Input data below:

//! Onboarding Model (team member onboarding stepper)

use serde::{Deserialize, Serialize};
use validator::{Validate, ValidationError};

/// Status of a single onboarding step
#[derive(Debug, Clone, Copy, Default, PartialEq, Eq, Serialize, Deserialize)]
#[serde(rename_all = "snake_case")]
pub enum StepStatus {
    #[default]
    Pending,
    InProgress,
    Completed,
    Failed,
}

/// Status of the whole workflow, derived from its steps
#[derive(Debug, Clone, Copy, PartialEq, Eq, Serialize, Deserialize)]
#[serde(rename_all = "snake_case")]
pub enum WorkflowStatus {
    NotStarted,
    InProgress,
    Completed,
    Failed,
}

#[derive(Debug, Clone, PartialEq, Serialize, Deserialize)]
pub struct OnboardingStep {
    pub name: String,
    pub status: StepStatus,
    /// Unix millis
    pub started_at: Option<i64>,
    /// Unix millis
    pub finished_at: Option<i64>,
    pub failure_reason: Option<String>,
}

impl OnboardingStep {
    pub fn pending(name: impl Into<String>) -> Self {
        Self {
            name: name.into(),
            status: StepStatus::Pending,
            started_at: None,
            finished_at: None,
            failure_reason: None,
        }
    }
}

/// Read model of an onboarding workflow
#[derive(Debug, Clone, Serialize, Deserialize)]
pub struct OnboardingSnapshot {
    pub id: String,
    pub business_id: String,
    pub member_id: String,
    pub status: WorkflowStatus,
    /// Index of the step in progress, if any
    pub current_step: Option<usize>,
    pub steps: Vec<OnboardingStep>,
    pub created_at: i64,
    pub updated_at: i64,
}

/// Start onboarding for a member. Without `steps` the default list is used.
#[derive(Debug, Clone, Serialize, Deserialize, Validate)]
pub struct OnboardingCreate {
    #[validate(length(min = 1, max = 64))]
    pub member_id: String,
    #[serde(default)]
    #[validate(
        length(min = 1, max = 20, message = "must list between 1 and 20 steps"),
        custom(function = "validate_step_names")
    )]
    pub steps: Option<Vec<String>>,
}

/// Longest accepted step name, in characters
pub const MAX_STEP_NAME_LEN: usize = 64;

fn validate_step_names(steps: &[String]) -> Result<(), ValidationError> {
    if steps
        .iter()
        .all(|s| !s.trim().is_empty() && s.chars().count() <= MAX_STEP_NAME_LEN)
    {
        Ok(())
    } else {
        Err(ValidationError::new("step_name")
            .with_message("step names must be 1 to 64 characters".into()))
    }
}

/// Mark the current step failed
#[derive(Debug, Clone, Serialize, Deserialize, Validate)]
pub struct OnboardingFailure {
    #[validate(length(min = 1, max = 500))]
    pub reason: String,
}

#[cfg(test)]
mod tests {
    use super::*;

    fn create(steps: Option<Vec<String>>) -> OnboardingCreate {
        OnboardingCreate {
            member_id: "member-1".into(),
            steps,
        }
    }

    #[test]
    fn test_default_steps_need_no_list() {
        assert!(create(None).validate().is_ok());
        assert!(create(Some(vec!["Paperwork".into(), "Safety".into()])).validate().is_ok());
    }

    #[test]
    fn test_step_count_is_bounded() {
        assert!(create(Some(vec![])).validate().is_err());

        let many: Vec<String> = (0..21).map(|i| format!("step {}", i)).collect();
        let errors = create(Some(many)).validate().unwrap_err();
        assert!(errors.field_errors().contains_key("steps"));

        let twenty: Vec<String> = (0..20).map(|i| format!("step {}", i)).collect();
        assert!(create(Some(twenty)).validate().is_ok());
    }

    #[test]
    fn test_step_names_are_bounded() {
        let long = "x".repeat(MAX_STEP_NAME_LEN + 1);
        let errors = create(Some(vec!["Paperwork".into(), long])).validate().unwrap_err();
        assert_eq!(errors.field_errors()["steps"][0].code, "step_name");

        assert!(create(Some(vec!["   ".into()])).validate().is_err());
        assert!(create(Some(vec!["x".repeat(MAX_STEP_NAME_LEN)])).validate().is_ok());
    }
}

End of Input data.

> **Problem details**
Everything in the records is to be copied exactly.

> **Your solution**
//! Onboarding Model (team member onboarding stepper)

use serde::{Deserialize, Serialize};
use validator::{Validate, ValidationError};

/// Status of a single onboarding step
#[derive(Debug, Clone, Copy, Default, PartialEq, Eq, Serialize, Deserialize)]
#[serde(rename_all = "snake_case")]
pub enum StepStatus {
    #[default]
    Pending,
    InProgress,
    Completed,
    Failed,
}

/// Status of the whole workflow, derived from its steps
#[derive(Debug, Clone, Copy, PartialEq, Eq, Serialize, Deserialize)]
#[serde(rename_all = "snake_case")]
pub enum WorkflowStatus {
    NotStarted,
    InProgress,
    Completed,
    Failed,
}

#[derive(Debug, Clone, PartialEq, Serialize, Deserialize)]
pub struct OnboardingStep {
    pub name: String,
    pub status: StepStatus,
    /// Unix millis
    pub started_at: Option<i64>,
    /// Unix millis
    pub finished_at: Option<i64>,
    pub failure_reason: Option<String>,
}

impl OnboardingStep {
    pub fn pending(name: impl Into<String>) -> Self {
        Self {
            name: name.into(),
            status: StepStatus::Pending,
            started_at: None,
            finished_at: None,
            failure_reason: None,
        }
    }
}

/// Read model of an onboarding workflow
#[derive(Debug, Clone, Serialize, Deserialize)]
pub struct OnboardingSnapshot {
    pub id: String,
    pub business_id: String,
    pub member_id: String,
    pub status: WorkflowStatus,
    /// Index of the step in progress, if any
    pub current_step: Option<usize>,
    pub steps: Vec<OnboardingStep>,
    pub created_at: i64,
    pub updated_at: i64,
}

/// Start onboarding for a member. Without `steps` the default list is used.
#[derive(Debug, Clone, Serialize, Deserialize, Validate)]
pub struct OnboardingCreate {
    #[validate(length(min = 1, max = 64))]
    pub member_id: String,
    #[serde(default)]
    #[validate(
        length(min = 1, max = 20, message = "must list between 1 and 20 steps"),
        custom(function = "validate_step_names")
    )]
    pub steps: Option<Vec<String>>,
}

/// Longest accepted step name, in characters
pub const MAX_STEP_NAME_LEN: usize = 64;

fn validate_step_names(steps: &[String]) -> Result<(), ValidationError> {
    if steps
        .iter()
        .all(|s| !s.trim().is_empty() && s.chars().count() <= MAX_STEP_NAME_LEN)
    {
        Ok(())
    } else {
        Err(ValidationError::new("step_name")
            .with_message("step names must be 1 to 64 characters".into()))
    }
}

/// Mark the current step failed
#[derive(Debug, Clone, Serialize, Deserialize, Validate)]
pub struct OnboardingFailure {
    #[validate(length(min = 1, max = 500))]
    pub reason: String,
}

#[cfg(test)]
mod tests {
    use super::*;

    fn create(steps: Option<Vec<String>>) -> OnboardingCreate {
        OnboardingCreate {
            member_id: "member-1".into(),
            steps,
        }
    }

    #[test]
    fn test_default_steps_need_no_list() {
        assert!(create(None).validate().is_ok());
        assert!(create(Some(vec!["Paperwork".into(), "Safety".into()])).validate().is_ok());
    }

    #[test]
    fn test_step_count_is_bounded() {
        assert!(create(Some(vec![])).validate().is_err());

        let many: Vec<String> = (0..21).map(|i| format!("step {}", i)).collect();
        let errors = create(Some(many)).validate().unwrap_err();
        assert!(errors.field_errors().contains_key("steps"));

        let twenty: Vec<String> = (0..20).map(|i| format!("step {}", i)).collect();
        assert!(create(Some(twenty)).validate().is_ok());
    }

    #[test]
    fn test_step_names_are_bounded() {
        let long = "x".repeat(MAX_STEP_NAME_LEN + 1);
        let errors = create(Some(vec!["Paperwork".into(), long])).validate().unwrap_err();
        assert_eq!(errors.field_errors()["steps"][0].code, "step_name");

        assert!(create(Some(vec!["   ".into()])).validate().is_err());
        assert!(create(Some(vec!["x".repeat(MAX_STEP_NAME_LEN)])).validate().is_ok());
    }
}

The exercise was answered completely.